Luke Gilbert, PhD, uses synthetic biology to understand how genomes are regulated and how genes interact in normal and cancerous cells. Gilbert employs novel CRISPR-based tools in which the gene-editing portions of the CRISPR system have been adapted to allow researchers to target specific genes for activation or inactivation without altering the underlying DNA sequence. Using these tools to perturb gene activity, Gilbert is developing a genetic interaction map for the cell’s nucleus. The map will explore how 10 million pairs of genes function in concert while also illuminating the roles of genes that are poorly understood. Genetic interaction maps will allow researchers to identify “synthetic lethal” gene pairs – combinations of genes whose joint function is required for cell survival – and to potentially target these pairs to treat leukemia, lung and prostate cancers. Gilbert is member of the Department of Urology, Helen Diller Family Comprehensive Cancer Center and the joint UC Berkeley-UCSF Innovative Genomics Institute.

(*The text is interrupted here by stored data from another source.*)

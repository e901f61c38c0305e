//! Benchmarks for the decide path.

use approvalflow::prelude::*;
use criterion::{black_box, criterion_group, criterion_main, Criterion};

fn majority_definition(approvers: usize) -> Definition {
    let users: Vec<String> = (0..approvers).map(|i| format!("user-{i}")).collect();
    Definition::new("wf-bench", "Bench").with_stage(
        Stage::new("vote", "Vote", 1)
            .with_aggregation(Aggregation::Majority)
            .with_users(users),
    )
}

fn decide_benchmark(c: &mut Criterion) {
    let engine = WorkflowEngine::builder()
        .config(EngineConfig::new().with_load_builtins(false))
        .build()
        .unwrap();
    engine.register_definition(majority_definition(25)).unwrap();

    c.bench_function("start_and_decide_majority_25", |b| {
        b.iter(|| {
            let mut instance = engine
                .start(StartRequest::new("wf-bench", "widget", "w-1", "W-1", "owner"))
                .unwrap();
            while instance.status == InstanceStatus::PendingApproval {
                let task = instance.actionable_tasks().next().unwrap().clone();
                instance = engine
                    .decide(DecideRequest::approve(&instance.id, &task.id, &task.assignee_id))
                    .unwrap();
            }
            black_box(instance)
        });
    });

    c.bench_function("tasks_for_user", |b| {
        b.iter(|| black_box(engine.tasks_for_user("user-3").unwrap().len()));
    });
}

criterion_group!(benches, decide_benchmark);
criterion_main!(benches);
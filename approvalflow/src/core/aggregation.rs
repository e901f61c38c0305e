//! Aggregation policies for combining task decisions within a stage.

use super::status::{Decision, ParseEnumError};
use serde::{Deserialize, Serialize};
use std::fmt;
use std::str::FromStr;

/// Counts of task decisions within one stage.
#[derive(Debug, Clone, Copy, Default, PartialEq, Eq)]
pub struct StageTally {
    /// Tasks taking part in the vote.
    pub total: usize,
    /// Tasks still awaiting a decision.
    pub pending: usize,
    /// Tasks holding any non-pending decision.
    pub completed: usize,
    /// Tasks holding `approved` or `approved_with_conditions`.
    pub approvals: usize,
}

impl StageTally {
    /// Builds a tally from the decisions of a stage's tasks.
    ///
    /// A `delegate` decision hands the vote to a replacement task in the same
    /// stage, so it is left out of the tally unless `count_delegated` is set.
    #[must_use]
    pub fn from_decisions<I>(decisions: I, count_delegated: bool) -> Self
    where
        I: IntoIterator<Item = Decision>,
    {
        let mut tally = Self::default();
        for decision in decisions {
            if decision == Decision::Delegated && !count_delegated {
                continue;
            }
            tally.total += 1;
            if decision.is_complete() {
                tally.completed += 1;
            } else {
                tally.pending += 1;
            }
            if decision.is_approval() {
                tally.approvals += 1;
            }
        }
        tally
    }
}

/// How the decisions of several approvers combine into a stage verdict.
///
/// Rejections are handled before aggregation is consulted: any rejected
/// task ends the workflow regardless of the policy.
#[derive(Debug, Clone, Copy, Default, PartialEq, Eq, Hash, Serialize, Deserialize)]
#[serde(rename_all = "snake_case")]
pub enum Aggregation {
    /// Every task must be decided, and every decision must be an approval.
    #[default]
    All,
    /// One approval is enough; remaining tasks are left pending.
    Any,
    /// Approvals must exceed half of the stage's tasks.
    Majority,
    /// The first decision of any kind closes the stage.
    First,
}

impl Aggregation {
    /// Returns the wire value.
    #[must_use]
    pub const fn as_str(&self) -> &'static str {
        match self {
            Self::All => "all",
            Self::Any => "any",
            Self::Majority => "majority",
            Self::First => "first",
        }
    }

    /// Returns true if the stage described by `tally` is complete.
    #[must_use]
    pub const fn is_satisfied(&self, tally: &StageTally) -> bool {
        match self {
            Self::All => {
                tally.total > 0 && tally.pending == 0 && tally.approvals == tally.completed
            }
            Self::Any => tally.approvals > 0,
            Self::Majority => tally.approvals * 2 > tally.total,
            Self::First => tally.completed > 0,
        }
    }
}

impl fmt::Display for Aggregation {
    fn fmt(&self, f: &mut fmt::Formatter<'_>) -> fmt::Result {
        f.write_str(self.as_str())
    }
}

impl FromStr for Aggregation {
    type Err = ParseEnumError;

    fn from_str(s: &str) -> Result<Self, Self::Err> {
        match s {
            "all" => Ok(Self::All),
            "any" => Ok(Self::Any),
            "majority" => Ok(Self::Majority),
            "first" => Ok(Self::First),
            other => Err(ParseEnumError {
                kind: "aggregation",
                value: other.to_string(),
            }),
        }
    }
}
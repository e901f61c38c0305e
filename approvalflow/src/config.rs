//! Engine configuration.

use crate::errors::{WorkflowError, WorkflowResult};
use serde::{Deserialize, Serialize};
use std::path::{Path, PathBuf};

/// Configuration for a [`WorkflowEngine`](crate::engine::WorkflowEngine).
#[derive(Debug, Clone, PartialEq, Eq, Serialize, Deserialize)]
pub struct EngineConfig {
    /// Count `delegated` tasks in the stage tally.
    ///
    /// Off by default: the delegatee's task stands in for the original, so
    /// an `all` stage closes once the delegatee approves.
    #[serde(default)]
    pub count_delegated_in_tally: bool,
    /// Refuse definitions with approver-less stages instead of warning.
    #[serde(default)]
    pub strict_definitions: bool,
    /// Emit notification events after each committed change.
    #[serde(default = "default_emit_events")]
    pub emit_events: bool,
    /// Register the built-in definitions at startup.
    #[serde(default = "default_load_builtins")]
    pub load_builtins: bool,
    /// Directory of JSON definition files loaded at startup.
    #[serde(default)]
    pub definitions_dir: Option<PathBuf>,
}

fn default_emit_events() -> bool {
    true
}

fn default_load_builtins() -> bool {
    true
}

impl Default for EngineConfig {
    fn default() -> Self {
        Self {
            count_delegated_in_tally: false,
            strict_definitions: false,
            emit_events: default_emit_events(),
            load_builtins: default_load_builtins(),
            definitions_dir: None,
        }
    }
}

impl EngineConfig {
    /// Creates a configuration with defaults.
    #[must_use]
    pub fn new() -> Self {
        Self::default()
    }

    /// Reads a configuration from a JSON file.
    pub fn from_json_file(path: impl AsRef<Path>) -> WorkflowResult<Self> {
        let path = path.as_ref();
        let load_error = |reason: String| WorkflowError::Load {
            path: path.display().to_string(),
            reason,
        };
        let raw = std::fs::read_to_string(path).map_err(|e| load_error(e.to_string()))?;
        serde_json::from_str(&raw).map_err(|e| load_error(e.to_string()))
    }

    /// Sets whether delegated tasks count in the stage tally.
    #[must_use]
    pub fn with_count_delegated_in_tally(mut self, enabled: bool) -> Self {
        self.count_delegated_in_tally = enabled;
        self
    }

    /// Sets strict definition validation.
    #[must_use]
    pub fn with_strict_definitions(mut self, enabled: bool) -> Self {
        self.strict_definitions = enabled;
        self
    }

    /// Sets whether events are emitted.
    #[must_use]
    pub fn with_emit_events(mut self, enabled: bool) -> Self {
        self.emit_events = enabled;
        self
    }

    /// Sets whether the built-in definitions are registered.
    #[must_use]
    pub fn with_load_builtins(mut self, enabled: bool) -> Self {
        self.load_builtins = enabled;
        self
    }

    /// Sets the definitions directory.
    #[must_use]
    pub fn with_definitions_dir(mut self, dir: impl Into<PathBuf>) -> Self {
        self.definitions_dir = Some(dir.into());
        self
    }
}

#[cfg(test)]
mod tests {
    use super::*;
    use pretty_assertions::assert_eq;

    #[test]
    fn test_defaults() {
        let config = EngineConfig::default();
        assert!(!config.count_delegated_in_tally);
        assert!(!config.strict_definitions);
        assert!(config.emit_events);
        assert!(config.load_builtins);
        assert!(config.definitions_dir.is_none());
    }

    #[test]
    fn test_missing_fields_take_defaults() {
        let config: EngineConfig = serde_json::from_str(r#"{"strict_definitions": true}"#).unwrap();
        assert_eq!(config, EngineConfig::new().with_strict_definitions(true));
    }

    #[test]
    fn test_builder() {
        let config = EngineConfig::new()
            .with_count_delegated_in_tally(true)
            .with_emit_events(false)
            .with_load_builtins(false)
            .with_definitions_dir("/etc/workflows");

        assert!(config.count_delegated_in_tally);
        assert!(!config.emit_events);
        assert!(!config.load_builtins);
        assert_eq!(config.definitions_dir, Some(PathBuf::from("/etc/workflows")));
    }

    #[test]
    fn test_from_json_file() {
        let dir = tempfile::tempdir().unwrap();
        let path = dir.path().join("engine.json");
        std::fs::write(&path, r#"{"emit_events": false, "definitions_dir": "defs"}"#).unwrap();

        let config = EngineConfig::from_json_file(&path).unwrap();
        assert!(!config.emit_events);
        assert_eq!(config.definitions_dir, Some(PathBuf::from("defs")));

        std::fs::write(&path, "[]").unwrap();
        assert_eq!(EngineConfig::from_json_file(&path).unwrap_err().code(), "Load");
    }
}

Kole Roybal, PhD, is exploring the therapeutic potential of synthetic immunology. Roybal is engineering novel disease-detecting and disease-response machinery into immune cells to create new cell-based therapies that could target and treat a variety of diseases. His approach involves fabricating new immune cell signaling proteins and customizing them so that they’re able to detect and respond to specific disease microenvironments, including those seen in cancer, autoimmunity and degenerative diseases. His efforts may soon lead to new therapies for cancer and autoimmune disorders. Roybal, an inaugural Chan Zuckerberg Biohub investigator, is a member of UCSF’s Department of Microbiology & Immunology, ImmunoX, the Parker Institute for Cancer Immunotherapy and the UCSF Helen Diller Family Comprehensive Cancer Center.
Tiffany Scharschmidt, MD, is elucidating the mechanisms that underlie the complex dialog between the skin’s microbiome and the immune system. Skin is among the most microbially and immunologically rich sites on the body, with more than a million bacterial and immune cells occupying every square centimeter of its surface. Early in life, the immune system learns to distinguish “good” commensal microbes from pernicious pathogens. Scharschmidt is trying to understand how this occurs by exploring the ways the immune system and the skin’s commensal bacteria communicate with each other. Understanding how the immune system privileges beneficial microbes over problematic ones may lead to better therapies for inflammatory skin diseases while also contributing to a deeper understanding of the fundamental mechanisms underlying adaptive immunity. Scharschmidt is a member of the Department of Dermatology, ImmunoX and the Program in Microbial Pathogenesis & Host Defense.
“The future of science and our hopes for the advancement of human health lie in the hands of our youngest, most pathbreaking researchers,” said UCSF’s Executive Vice Chancellor and Provost Daniel Lowenstein, MD. “To see their passion, commitment, and creativity recognized in this unprecedented number of NIH Director’s Awards is a great honor, for them and for UCSF.”